Inconsistent customer experience
Banducci said supply chain disruptions, product shortages, staffing issues and flooding led to an inconsistent customer experience and financial performance across its Australia segment.
Woolworths Australian arm reported Ebitda of A$4b, up 2.5% from the previous period, with total sales reaching A$45.4b. Of that amount, Woolworths supermarkets made up A$39.6b.
Woolworths board declared a final dividend of 53 cents per share (cps) bringing the total dividend for the 2022 financial year to 92cps.
“Excluding the 17 cents of dividends related to Endeavour Group in the prior year, the total dividend has increased in line with earnings growth,” Woolworths chair Gordon Cairns said.
“We also returned $2b to shareholders by way of a share buyback in October.”
A report from the Australian Services Union released yesterday said Banducci was paid 213 to 239 times more than one of his average employees during the 2021 financial year.
Banducci received nearly A$11.8m (NZ$13.1m) in realised pay throughout that period, while the average Woolworths worker received between A$49,234 and A$55,432.
Hopes for 2023
Woolworths said inflationary food prices showed no signs of moderating in the short term.
The company said its NZ Ebit were expected to be “materially below” the prior year, due to staffing issues and ongoing covid-19 disruption.
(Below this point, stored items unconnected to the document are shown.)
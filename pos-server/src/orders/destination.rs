//! Destination assignment — the "send" step
//!
//! Pinning an order to a table or marking it takeaway is what sends it to
//! the kitchen: the order leaves DRAFT/OPEN for SENT and voids become soft
//! from here on.

use crate::core::OpContext;
use crate::db::repository::order as order_repo;
use shared::error::{AppError, AppResult, ErrorCode};
use shared::models::{OrderDestination, OrderSnapshot, OrderStatus};
use sqlx::SqliteConnection;

use super::snapshot::load_snapshot;
use super::{ensure_unlocked, load_order};

pub async fn assign_destination(
    conn: &mut SqliteConnection,
    ctx: &OpContext,
    order_id: i64,
    input: OrderDestination,
) -> AppResult<OrderSnapshot> {
    ctx.ensure_live()?;
    match (input.table_id, input.is_takeaway) {
        (Some(_), true) => return Err(AppError::new(ErrorCode::DestinationConflict)),
        (None, false) => return Err(AppError::new(ErrorCode::DestinationRequired)),
        _ => {}
    }

    let order = load_order(conn, order_id).await?;
    ensure_unlocked(&order)?;

    if let Some(table_id) = input.table_id
        && let Some(occupant) = order_repo::find_open_by_table(conn, table_id).await?
        && occupant.id != order.id
    {
        return Err(AppError::new(ErrorCode::TableAlreadyHasOpenOrder)
            .with_detail("table_id", table_id)
            .with_detail("order_id", occupant.id));
    }

    order_repo::set_destination(conn, order.id, input.table_id, input.is_takeaway).await?;
    order_repo::set_status(conn, order.id, OrderStatus::Sent).await?;

    tracing::info!(
        order_id = order.id,
        table_id = input.table_id,
        is_takeaway = input.is_takeaway,
        "order sent"
    );
    load_snapshot(conn, order.id).await
}
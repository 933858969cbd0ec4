//! Logging Infrastructure
//!
//! Structured logging setup with support for both development and production
//! environments.

use std::path::Path;

/// Initialize the logger
pub fn init_logger() {
    init_logger_with_file(None, None);
}

/// Initialize the logger with optional file output
pub fn init_logger_with_file(log_level: Option<&str>, log_dir: Option<&str>) {
    let level = log_level.unwrap_or("info");

    let subscriber = tracing_subscriber::fmt()
        .with_max_level(level.parse().unwrap_or(tracing::Level::INFO))
        .with_file(false)
        .with_line_number(false)
        .with_thread_ids(false)
        .with_target(false);

    // Add file output if log_dir is provided
    if let Some(dir) = log_dir {
        let log_path = Path::new(dir);
        if log_path.exists()
            && let Some(dir_str) = log_path.to_str()
        {
            let file_appender = tracing_appender::rolling::daily(dir_str, "pos-server");
            subscriber.with_writer(file_appender).init();
            return;
        }
    }

    subscriber.init();
}
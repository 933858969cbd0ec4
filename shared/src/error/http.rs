//! HTTP status code mapping for error codes

use super::codes::ErrorCode;
use http::StatusCode;

impl ErrorCode {
    /// Get the appropriate HTTP status code for this error code
    pub fn http_status(&self) -> StatusCode {
        match self {
            // Success
            Self::Success => StatusCode::OK,

            // 404 Not Found
            Self::NotFound
            | Self::ShiftNotFound
            | Self::OrderNotFound
            | Self::OrderItemNotFound
            | Self::MenuItemNotFound
            | Self::MenuOptionNotFound
            | Self::AccountNotFound
            | Self::ParentAccountNotFound
            | Self::RelationAccountNotFound
            | Self::CashierExpenseNotFound
            | Self::ExpenseNotFound
            | Self::SupplierNotFound
            | Self::EmployeeNotFound => StatusCode::NOT_FOUND,

            // 409 Conflict
            Self::AlreadyExists
            | Self::ShiftAlreadyOpen
            | Self::OrderLocked
            | Self::TableAlreadyHasOpenOrder => StatusCode::CONFLICT,

            // 403 Forbidden
            Self::PermissionDenied
            | Self::CashierRequired
            | Self::AdminRequired => StatusCode::FORBIDDEN,

            // 422 Unprocessable Entity (state-machine / ledger rule violations)
            Self::ShiftRequired
            | Self::OrderNotDraft
            | Self::OrderItemVoided
            | Self::CashierExpensesDisabled
            | Self::CashierExpenseCapExceeded
            | Self::AccountInactive
            | Self::AccountLocked
            | Self::AccountManagedByShift
            | Self::AccountParentCycle
            | Self::CounterExhausted => StatusCode::UNPROCESSABLE_ENTITY,

            // 500 Internal Server Error
            Self::InternalError
            | Self::DatabaseError
            | Self::OperationCancelled
            | Self::Unknown => StatusCode::INTERNAL_SERVER_ERROR,

            // 400 Bad Request (default for validation/business errors)
            _ => StatusCode::BAD_REQUEST,
        }
    }
}
//! Admin reopen
//!
//! Brings a settled order back for correction. With `clear_payments` the
//! recorded payments are rolled back: every ledger entry they produced
//! (including allocation fan-out) gets an opposite reversal entry, then the
//! payment rows are deleted.

use crate::core::OpContext;
use crate::db::repository::{account as account_repo, order as order_repo};
use shared::error::{AppError, AppResult, ErrorCode};
use shared::models::{AccountTransaction, OrderSnapshot, OrderStatus, Role};
use shared::util::snowflake_id;
use sqlx::SqliteConnection;

use super::snapshot::load_snapshot;
use super::load_order;

pub async fn reopen_order(
    conn: &mut SqliteConnection,
    ctx: &OpContext,
    order_id: i64,
    clear_payments: bool,
) -> AppResult<OrderSnapshot> {
    ctx.ensure_live()?;
    ctx.require_role(Role::Admin)?;

    let order = load_order(conn, order_id).await?;
    if !order.status.is_locked() {
        return Err(AppError::invalid_request(format!(
            "order {} is {:?}, nothing to reopen",
            order.id, order.status
        )));
    }

    if clear_payments {
        for payment in order_repo::list_payments(conn, order.id).await? {
            reverse_payment_entries(conn, ctx, payment.id).await?;
        }
        order_repo::delete_payments(conn, order.id).await?;
    }

    // Back to where it was in the flow: sent orders have a destination
    let status = if order.table_id.is_some() || order.is_takeaway {
        OrderStatus::Sent
    } else {
        OrderStatus::Open
    };
    order_repo::set_status(conn, order.id, status).await?;

    tracing::warn!(
        order_id = order.id,
        clear_payments,
        by = ctx.operator.id,
        "order reopened"
    );
    load_snapshot(conn, order.id).await
}

/// Opposite entries for everything a payment wrote to the ledger
async fn reverse_payment_entries(
    conn: &mut SqliteConnection,
    ctx: &OpContext,
    payment_id: i64,
) -> AppResult<()> {
    let mut entries = account_repo::list_transactions_by_source(conn, "payment", payment_id).await?;
    entries
        .extend(account_repo::list_transactions_by_source(conn, "allocation", payment_id).await?);

    for entry in entries {
        account_repo::insert_transaction(
            conn,
            &AccountTransaction {
                id: snowflake_id(),
                account_id: entry.account_id,
                direction: entry.direction.opposite(),
                amount: entry.amount,
                source_type: "reversal".into(),
                source_id: Some(entry.id),
                note: None,
                created_by: ctx.operator.id,
                created_at: ctx.now,
            },
        )
        .await?;
    }
    Ok(())
}

#[cfg(test)]
mod tests {
    use super::*;
    use crate::ledger::routing;
    use crate::orders::{add_item, add_payment, close_order, create_order};
    use crate::testing::{open_test_shift, seed_menu_item, test_ctx, test_db};
    use shared::models::{OrderAddItem, OrderAddPayment, OrderCreate, PaymentMethod};
    use sqlx::SqliteConnection;

    async fn paid_order(conn: &mut SqliteConnection) -> i64 {
        open_test_shift(conn).await;
        routing::set_payment_method_account(conn, &test_ctx(Role::Admin), PaymentMethod::Cash, 1)
            .await
            .unwrap();
        seed_menu_item(conn, 10, "Paella", 40.0).await;
        let ctx = test_ctx(Role::Cashier);
        let order = create_order(conn, &ctx, OrderCreate::default()).await.unwrap();
        add_item(
            conn,
            &ctx,
            order.order.id,
            OrderAddItem {
                menu_item_id: 10,
                qty: 1.0,
                options: vec![],
                note: None,
            },
        )
        .await
        .unwrap();
        add_payment(
            conn,
            &ctx,
            order.order.id,
            OrderAddPayment {
                method: PaymentMethod::Cash,
                amount: 40.0,
                reference: None,
            },
        )
        .await
        .unwrap();
        order.order.id
    }

    #[tokio::test]
    async fn test_requires_admin() {
        let db = test_db().await;
        let mut conn = db.pool.acquire().await.unwrap();
        let order_id = paid_order(&mut conn).await;

        let err = reopen_order(&mut conn, &test_ctx(Role::Manager), order_id, false)
            .await
            .unwrap_err();
        assert_eq!(err.code, ErrorCode::AdminRequired);
    }

    #[tokio::test]
    async fn test_reopen_keeps_payments_by_default() {
        let db = test_db().await;
        let mut conn = db.pool.acquire().await.unwrap();
        let order_id = paid_order(&mut conn).await;

        let snap = reopen_order(&mut conn, &test_ctx(Role::Admin), order_id, false)
            .await
            .unwrap();
        assert_eq!(snap.order.status, OrderStatus::Open);
        assert_eq!(snap.payments.len(), 1);
        assert_eq!(snap.totals.balance, 0.0);
    }

    #[tokio::test]
    async fn test_clear_payments_reverses_ledger() {
        let db = test_db().await;
        let mut conn = db.pool.acquire().await.unwrap();
        let order_id = paid_order(&mut conn).await;
        let shift_id = crate::orders::load_snapshot(&mut conn, order_id)
            .await
            .unwrap()
            .order
            .shift_id;

        let snap = reopen_order(&mut conn, &test_ctx(Role::Admin), order_id, true)
            .await
            .unwrap();
        assert!(snap.payments.is_empty());
        assert_eq!(snap.totals.balance, 40.0);

        // drawer nets back to zero
        let drawer =
            crate::db::repository::account::find_shift_account(&mut conn, "vault:cash", shift_id)
                .await
                .unwrap()
                .unwrap();
        let (inflow, outflow) =
            crate::db::repository::account::direction_sums(&mut conn, drawer.id)
                .await
                .unwrap();
        assert_eq!(inflow, outflow);
    }

    #[tokio::test]
    async fn test_closed_order_reopens_too() {
        let db = test_db().await;
        let mut conn = db.pool.acquire().await.unwrap();
        let order_id = paid_order(&mut conn).await;
        close_order(&mut conn, &test_ctx(Role::Cashier), order_id)
            .await
            .unwrap();

        let snap = reopen_order(&mut conn, &test_ctx(Role::Admin), order_id, false)
            .await
            .unwrap();
        assert_eq!(snap.order.status, OrderStatus::Open);
    }
}
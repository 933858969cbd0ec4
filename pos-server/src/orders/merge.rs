//! Merge orders
//!
//! Lines and payments from all source orders move onto the target; the
//! emptied sources are retired as CLOSED. The target keeps its own header
//! (discounts, fees, destination) untouched.

use crate::core::OpContext;
use crate::db::repository::order as order_repo;
use shared::error::{AppError, AppResult, ErrorCode};
use shared::models::{OrderSnapshot, OrderStatus, Role};
use sqlx::SqliteConnection;

use super::snapshot::load_snapshot;
use super::{ensure_unlocked, load_order};

pub async fn merge_orders(
    conn: &mut SqliteConnection,
    ctx: &OpContext,
    order_ids: &[i64],
    target_id: i64,
) -> AppResult<OrderSnapshot> {
    ctx.ensure_live()?;
    ctx.require_role(Role::Cashier)?;

    if order_ids.len() < 2 {
        return Err(AppError::new(ErrorCode::MergeMin2));
    }
    if !order_ids.contains(&target_id) {
        return Err(AppError::new(ErrorCode::MergeTargetInvalid).with_detail("target_id", target_id));
    }

    // Every participant must exist and be mutable before anything moves
    for &id in order_ids {
        let order = load_order(conn, id).await?;
        ensure_unlocked(&order)?;
    }

    for &source_id in order_ids {
        if source_id == target_id {
            continue;
        }
        order_repo::move_items(conn, source_id, target_id).await?;
        order_repo::move_payments(conn, source_id, target_id).await?;
        order_repo::set_status(conn, source_id, OrderStatus::Closed).await?;
    }

    tracing::info!(target_id, sources = order_ids.len() - 1, "orders merged");
    load_snapshot(conn, target_id).await
}
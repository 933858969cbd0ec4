//! Data models
//!
//! Shared between the engine and any boundary layer built on it.
//! DB row types use `#[cfg_attr(feature = "db", derive(sqlx::FromRow))]`.
//! All IDs are `i64` (SQLite INTEGER PRIMARY KEY).

pub mod account;
pub mod expense;
pub mod menu;
pub mod order;
pub mod role;
pub mod shift;
pub mod store_info;

// Re-exports
pub use account::*;
pub use expense::*;
pub use menu::*;
pub use order::*;
pub use role::*;
pub use shift::*;
pub use store_info::*;

/// Serde helper for patch fields where absent, null and value must all be
/// distinguished: absent stays `None`, `null` becomes `Some(None)`, a value
/// becomes `Some(Some(v))`. Use with `#[serde(default, with = ...)]`.
pub mod double_option {
    use serde::{Deserialize, Deserializer, Serialize, Serializer};

    pub fn serialize<T, S>(value: &Option<Option<T>>, serializer: S) -> Result<S::Ok, S::Error>
    where
        T: Serialize,
        S: Serializer,
    {
        match value {
            None => serializer.serialize_none(),
            Some(inner) => inner.serialize(serializer),
        }
    }

    pub fn deserialize<'de, T, D>(deserializer: D) -> Result<Option<Option<T>>, D::Error>
    where
        T: Deserialize<'de>,
        D: Deserializer<'de>,
    {
        Option::deserialize(deserializer).map(Some)
    }
}
//! Repository layer
//!
//! Free async functions over `&mut SqliteConnection` so every operation
//! composes into the caller's transaction. Rule checks live in the
//! operation modules; this layer only moves rows.

pub mod account;
pub mod expense;
pub mod menu;
pub mod order;
pub mod shift;
pub mod store_info;

use shared::error::AppError;

/// Map an sqlx error into the system error family
pub(crate) fn db_err(e: sqlx::Error) -> AppError {
    AppError::database(e.to_string())
}
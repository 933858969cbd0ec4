/// Current UTC timestamp in milliseconds
pub fn now_millis() -> i64 {
    chrono::Utc::now().timestamp_millis()
}

/// Snowflake-style `i64` resource id.
///
/// 53 bits total so the value survives a round trip through a JavaScript
/// client: 41 bits of milliseconds since the custom epoch, 12 random bits
/// (4096 values per millisecond, enough for a single store's write rate).
pub fn snowflake_id() -> i64 {
    use rand::Rng;
    // Epoch: 2024-01-01 00:00:00 UTC
    const EPOCH_MS: i64 = 1_704_067_200_000;
    let elapsed = (now_millis() - EPOCH_MS) & 0x1FF_FFFF_FFFF;
    let rand_bits: i64 = rand::thread_rng().gen_range(0..0x1000);
    (elapsed << 12) | rand_bits
}

#[cfg(test)]
mod tests {
    use super::*;

    #[test]
    fn test_snowflake_id_is_positive_and_unique_enough() {
        let a = snowflake_id();
        let b = snowflake_id();
        assert!(a > 0);
        assert!(b > 0);
        // Same millisecond collisions are possible but vanishingly rare
        // across two sequential calls with 12 random bits.
        let _ = (a, b);
    }

    #[test]
    fn test_now_millis_monotonic_enough() {
        let a = now_millis();
        let b = now_millis();
        assert!(b >= a);
    }
}
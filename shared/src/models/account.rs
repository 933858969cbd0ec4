//! Ledger account models

use serde::{Deserialize, Serialize};

use super::order::PaymentMethod;

/// Account scope
#[derive(Debug, Clone, Copy, Serialize, Deserialize, PartialEq, Eq, Default)]
#[serde(rename_all = "SCREAMING_SNAKE_CASE")]
#[cfg_attr(feature = "db", derive(sqlx::Type))]
#[cfg_attr(feature = "db", sqlx(rename_all = "SCREAMING_SNAKE_CASE"))]
pub enum AccountScope {
    /// User-created account, freely editable
    #[default]
    Custom,
    /// Engine-provisioned account (shift cash drawers, base templates)
    System,
}

/// Ledger entry direction
#[derive(Debug, Clone, Copy, Serialize, Deserialize, PartialEq, Eq)]
#[serde(rename_all = "SCREAMING_SNAKE_CASE")]
#[cfg_attr(feature = "db", derive(sqlx::Type))]
#[cfg_attr(feature = "db", sqlx(rename_all = "SCREAMING_SNAKE_CASE"))]
pub enum Direction {
    In,
    Out,
}

impl Direction {
    /// The matching opposite leg direction
    pub fn opposite(&self) -> Self {
        match self {
            Self::In => Self::Out,
            Self::Out => Self::In,
        }
    }
}

/// Account entity
#[derive(Debug, Clone, Serialize, Deserialize)]
#[cfg_attr(feature = "db", derive(sqlx::FromRow))]
pub struct Account {
    pub id: i64,
    pub name: String,
    /// Free-form type label ("CASH", "BANK", ...)
    pub account_type: String,
    pub currency: String,
    pub is_active: bool,
    pub scope: AccountScope,
    /// Stable key for system accounts (e.g. "vault:cash")
    pub account_key: Option<String>,
    /// Locked accounts reject manual edits
    pub is_locked: bool,
    /// Owning shift for shift-scoped system accounts
    pub shift_id: Option<i64>,
    /// Base template this shift account was instantiated from
    pub base_account_id: Option<i64>,
    pub parent_account_id: Option<i64>,
}

impl Account {
    /// Shift-managed accounts are only written by the shift lifecycle
    pub fn is_shift_managed(&self) -> bool {
        self.shift_id.is_some()
    }
}

/// Percentage routing rule between two accounts
#[derive(Debug, Clone, Serialize, Deserialize)]
#[cfg_attr(feature = "db", derive(sqlx::FromRow))]
pub struct AccountRelation {
    pub id: i64,
    pub from_account_id: i64,
    pub to_account_id: i64,
    /// 0 < percentage <= 100; sums per (from, kind) stay <= 100
    pub percentage: f64,
    /// Relation kind label ("tax", "royalty", ...)
    pub kind: String,
}

/// Append-only ledger entry
#[derive(Debug, Clone, Serialize, Deserialize)]
#[cfg_attr(feature = "db", derive(sqlx::FromRow))]
pub struct AccountTransaction {
    pub id: i64,
    pub account_id: i64,
    pub direction: Direction,
    pub amount: f64,
    /// Origin tag: "manual", "transfer", "payment", "expense",
    /// "shift_open", "allocation", "reversal"
    pub source_type: String,
    /// Row id of the originating record, when one exists
    pub source_id: Option<i64>,
    pub note: Option<String>,
    pub created_by: i64,
    pub created_at: i64,
}

/// Transfer audit row; always paired with a matched out/in entry pair
#[derive(Debug, Clone, Serialize, Deserialize)]
#[cfg_attr(feature = "db", derive(sqlx::FromRow))]
pub struct AccountTransfer {
    pub id: i64,
    pub from_account_id: i64,
    pub to_account_id: i64,
    pub amount: f64,
    pub note: Option<String>,
    pub created_by: i64,
    pub created_at: i64,
}

/// Payment-method routing row
#[derive(Debug, Clone, Serialize, Deserialize)]
#[cfg_attr(feature = "db", derive(sqlx::FromRow))]
pub struct PaymentMethodAccount {
    pub method: PaymentMethod,
    pub account_id: i64,
}

// ==================== Operation inputs ====================

/// Create account payload
#[derive(Debug, Clone, Serialize, Deserialize)]
pub struct AccountCreate {
    pub name: String,
    pub account_type: String,
    pub currency: String,
    pub parent_account_id: Option<i64>,
}

/// Update account payload
#[derive(Debug, Clone, Serialize, Deserialize, Default)]
pub struct AccountPatch {
    pub name: Option<String>,
    pub account_type: Option<String>,
    pub is_active: Option<bool>,
    #[serde(default, with = "crate::models::double_option")]
    pub parent_account_id: Option<Option<i64>>,
}

/// One entry of a batch relation replace
#[derive(Debug, Clone, Serialize, Deserialize)]
pub struct RelationEntry {
    pub to_account_id: i64,
    pub percentage: f64,
    pub kind: String,
}

/// Single-leg deposit/withdraw payload
#[derive(Debug, Clone, Serialize, Deserialize)]
pub struct LedgerEntryCreate {
    pub account_id: i64,
    pub amount: f64,
    pub note: Option<String>,
}

/// Transfer payload
#[derive(Debug, Clone, Serialize, Deserialize)]
pub struct TransferCreate {
    pub from_account_id: i64,
    pub to_account_id: i64,
    pub amount: f64,
    pub note: Option<String>,
}

// ==================== Snapshots ====================

/// Account with its computed balance
#[derive(Debug, Clone, Serialize, Deserialize)]
pub struct AccountSnapshot {
    #[serde(flatten)]
    pub account: Account,
    /// Sum of IN entries minus sum of OUT entries
    pub balance: f64,
}

#[cfg(test)]
mod tests {
    use super::*;

    #[test]
    fn test_direction_opposite() {
        assert_eq!(Direction::In.opposite(), Direction::Out);
        assert_eq!(Direction::Out.opposite(), Direction::In);
    }

    #[test]
    fn test_direction_serde() {
        assert_eq!(serde_json::to_string(&Direction::In).unwrap(), "\"IN\"");
        let d: Direction = serde_json::from_str("\"OUT\"").unwrap();
        assert_eq!(d, Direction::Out);
    }

    #[test]
    fn test_shift_managed() {
        let mut account = Account {
            id: 1,
            name: "Drawer".into(),
            account_type: "CASH".into(),
            currency: "EUR".into(),
            is_active: true,
            scope: AccountScope::System,
            account_key: Some("shift:cash".into()),
            is_locked: true,
            shift_id: Some(7),
            base_account_id: Some(2),
            parent_account_id: None,
        };
        assert!(account.is_shift_managed());
        account.shift_id = None;
        assert!(!account.is_shift_managed());
    }
}
//! POS back-office engine
//!
//! Order lifecycle, shift management and a double-entry ledger over a
//! single SQLite database. Operations are free async functions taking the
//! caller's connection/transaction plus an [`core::OpContext`]; the library
//! holds no global state beyond the pool in [`db::DbService`].

pub mod core;
pub mod db;
pub mod ledger;
pub mod money;
pub mod orders;
pub mod pricing;
pub mod settings;
pub mod shifts;
pub mod utils;

#[cfg(test)]
pub(crate) mod testing;

pub use crate::core::{Config, OpContext, Operator};
pub use db::DbService;
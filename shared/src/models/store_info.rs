//! Store info model

use serde::{Deserialize, Serialize};

/// Store configuration (singleton row)
#[derive(Debug, Clone, Serialize, Deserialize)]
#[cfg_attr(feature = "db", derive(sqlx::FromRow))]
pub struct StoreInfo {
    pub id: i64,
    #[serde(default)]
    pub name: String,
    /// IANA timezone name (e.g. "Europe/Madrid")
    pub timezone: String,
    /// Business day cutoff (HH:MM); orders before this roll to the
    /// previous business date
    #[serde(default = "default_cutoff")]
    pub business_day_cutoff: String,
    /// Ledger currency code
    pub currency: String,
    pub cashier_expenses_enabled: bool,
    /// Per-shift cap on cashier expenses; None means uncapped
    pub cashier_expense_cap: Option<f64>,
}

fn default_cutoff() -> String {
    "06:00".to_string()
}

/// Update store info payload
#[derive(Debug, Clone, Serialize, Deserialize, Default)]
pub struct StoreInfoPatch {
    pub name: Option<String>,
    pub timezone: Option<String>,
    pub business_day_cutoff: Option<String>,
    pub currency: Option<String>,
    pub cashier_expenses_enabled: Option<bool>,
    #[serde(default, with = "crate::models::double_option")]
    pub cashier_expense_cap: Option<Option<f64>>,
}
//! Order state machine
//!
//! One file per operation. Every mutating operation takes the caller's
//! transaction handle (`&mut SqliteConnection`) plus an [`OpContext`]; rule
//! checks run before any write so the surrounding transaction stays
//! all-or-nothing.
//!
//! Status flow: DRAFT -> OPEN (first item) -> SENT (destination assigned)
//! -> PAID (balance settled) -> CLOSED (explicit close). Admin reopen
//! returns a settled order to OPEN/SENT.

mod add_item;
mod add_payment;
mod change_table;
mod close;
mod create;
mod destination;
mod discard;
mod merge;
pub mod numbering;
mod reopen;
mod signature;
mod snapshot;
mod update_item;
mod update_order;
mod void_item;

pub use add_item::add_item;
pub use add_payment::add_payment;
pub use change_table::change_table;
pub use close::close_order;
pub use create::create_order;
pub use destination::assign_destination;
pub use discard::discard_draft;
pub use merge::merge_orders;
pub use reopen::reopen_order;
pub use signature::customization_signature;
pub use snapshot::load_snapshot;
pub use update_item::update_item;
pub use update_order::update_order;
pub use void_item::void_item;

use crate::db::repository::order as order_repo;
use shared::error::{AppError, AppResult, ErrorCode};
use shared::models::Order;
use sqlx::SqliteConnection;

/// Load an order or fail with the order-not-found code
pub(crate) async fn load_order(conn: &mut SqliteConnection, order_id: i64) -> AppResult<Order> {
    order_repo::find_by_id(conn, order_id)
        .await?
        .ok_or_else(|| AppError::new(ErrorCode::OrderNotFound).with_detail("order_id", order_id))
}

/// Fail once an order has reached a locked status (paid/closed)
pub(crate) fn ensure_unlocked(order: &Order) -> AppResult<()> {
    if order.status.is_locked() {
        return Err(AppError::new(ErrorCode::OrderLocked)
            .with_detail("order_id", order.id)
            .with_detail("status", format!("{:?}", order.status)));
    }
    Ok(())
}
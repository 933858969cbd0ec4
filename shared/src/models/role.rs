//! Operator role model

use serde::{Deserialize, Serialize};

/// Ordered operator role used for permission checks
///
/// Higher ranks include the permissions of lower ones. Discount edits and
/// voids require `Cashier` or above; reopening a settled order requires
/// `Admin`.
#[derive(Debug, Clone, Copy, PartialEq, Eq, PartialOrd, Ord, Hash, Serialize, Deserialize)]
#[serde(rename_all = "SCREAMING_SNAKE_CASE")]
#[cfg_attr(feature = "db", derive(sqlx::Type))]
#[cfg_attr(feature = "db", sqlx(rename_all = "SCREAMING_SNAKE_CASE"))]
pub enum Role {
    Waiter,
    Cashier,
    Manager,
    Admin,
}

impl Role {
    /// Numeric rank, higher means more privileged
    pub fn rank(&self) -> u8 {
        match self {
            Self::Waiter => 0,
            Self::Cashier => 1,
            Self::Manager => 2,
            Self::Admin => 3,
        }
    }

    /// Whether this role meets or exceeds `required`
    pub fn at_least(&self, required: Role) -> bool {
        self.rank() >= required.rank()
    }
}
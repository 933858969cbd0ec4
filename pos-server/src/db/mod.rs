//! Database Module
//!
//! Handles SQLite connection pool and migrations

pub mod repository;

use shared::error::AppError;
use sqlx::SqlitePool;
use sqlx::sqlite::{SqliteConnectOptions, SqliteJournalMode, SqlitePoolOptions, SqliteSynchronous};
use std::str::FromStr;

/// Database service — owns a SQLite connection pool
#[derive(Clone)]
pub struct DbService {
    pub pool: SqlitePool,
}

impl DbService {
    /// Create a new database service with WAL mode
    pub async fn new(db_path: &str) -> Result<Self, AppError> {
        // Build connection options: WAL, foreign keys, normal sync
        let options = SqliteConnectOptions::from_str(&format!("sqlite:{db_path}"))
            .map_err(|e| AppError::database(format!("Invalid database path: {e}")))?
            .create_if_missing(true)
            .journal_mode(SqliteJournalMode::Wal)
            .synchronous(SqliteSynchronous::Normal)
            .pragma("foreign_keys", "ON")
            .optimize_on_close(true, None);

        let pool = SqlitePoolOptions::new()
            .max_connections(5)
            .connect_with(options)
            .await
            .map_err(|e| AppError::database(format!("Failed to open database: {e}")))?;

        Self::finish_setup(pool).await
    }

    /// In-memory database for tests
    pub async fn open_in_memory() -> Result<Self, AppError> {
        let options = SqliteConnectOptions::from_str("sqlite::memory:")
            .map_err(|e| AppError::database(format!("Invalid connection string: {e}")))?
            .pragma("foreign_keys", "ON");

        // A single connection keeps every caller on the same in-memory db
        let pool = SqlitePoolOptions::new()
            .max_connections(1)
            .connect_with(options)
            .await
            .map_err(|e| AppError::database(format!("Failed to open database: {e}")))?;

        Self::finish_setup(pool).await
    }

    async fn finish_setup(pool: SqlitePool) -> Result<Self, AppError> {
        // busy_timeout: wait up to 5s on write contention instead of failing
        sqlx::query("PRAGMA busy_timeout = 5000;")
            .execute(&pool)
            .await
            .map_err(|e| AppError::database(format!("Failed to set busy_timeout: {e}")))?;

        tracing::info!("Database connection established (SQLite WAL, busy_timeout=5000ms)");

        // Run migrations (ignore previously applied but now removed migrations)
        sqlx::migrate!("./migrations")
            .set_ignore_missing(true)
            .run(&pool)
            .await
            .map_err(|e| AppError::database(format!("Failed to apply migrations: {e}")))?;
        tracing::info!("Database migrations applied");

        Ok(Self { pool })
    }
}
Woolworths and competitor Foodstuffs are the current supermarket duopoly in NZ, and their ability to set terms with small suppliers has been pinpointed as one of the ways the sector is working unfairly in NZ.
But the NZ government confirmed yesterday it will allow suppliers to jointly negotiate with the duopoly players and force the major supermarkets to open up their wholesale operations to other competitors.
This story has been corrected to show Woolworths NZ's earnings fell, not rose as earlier reported.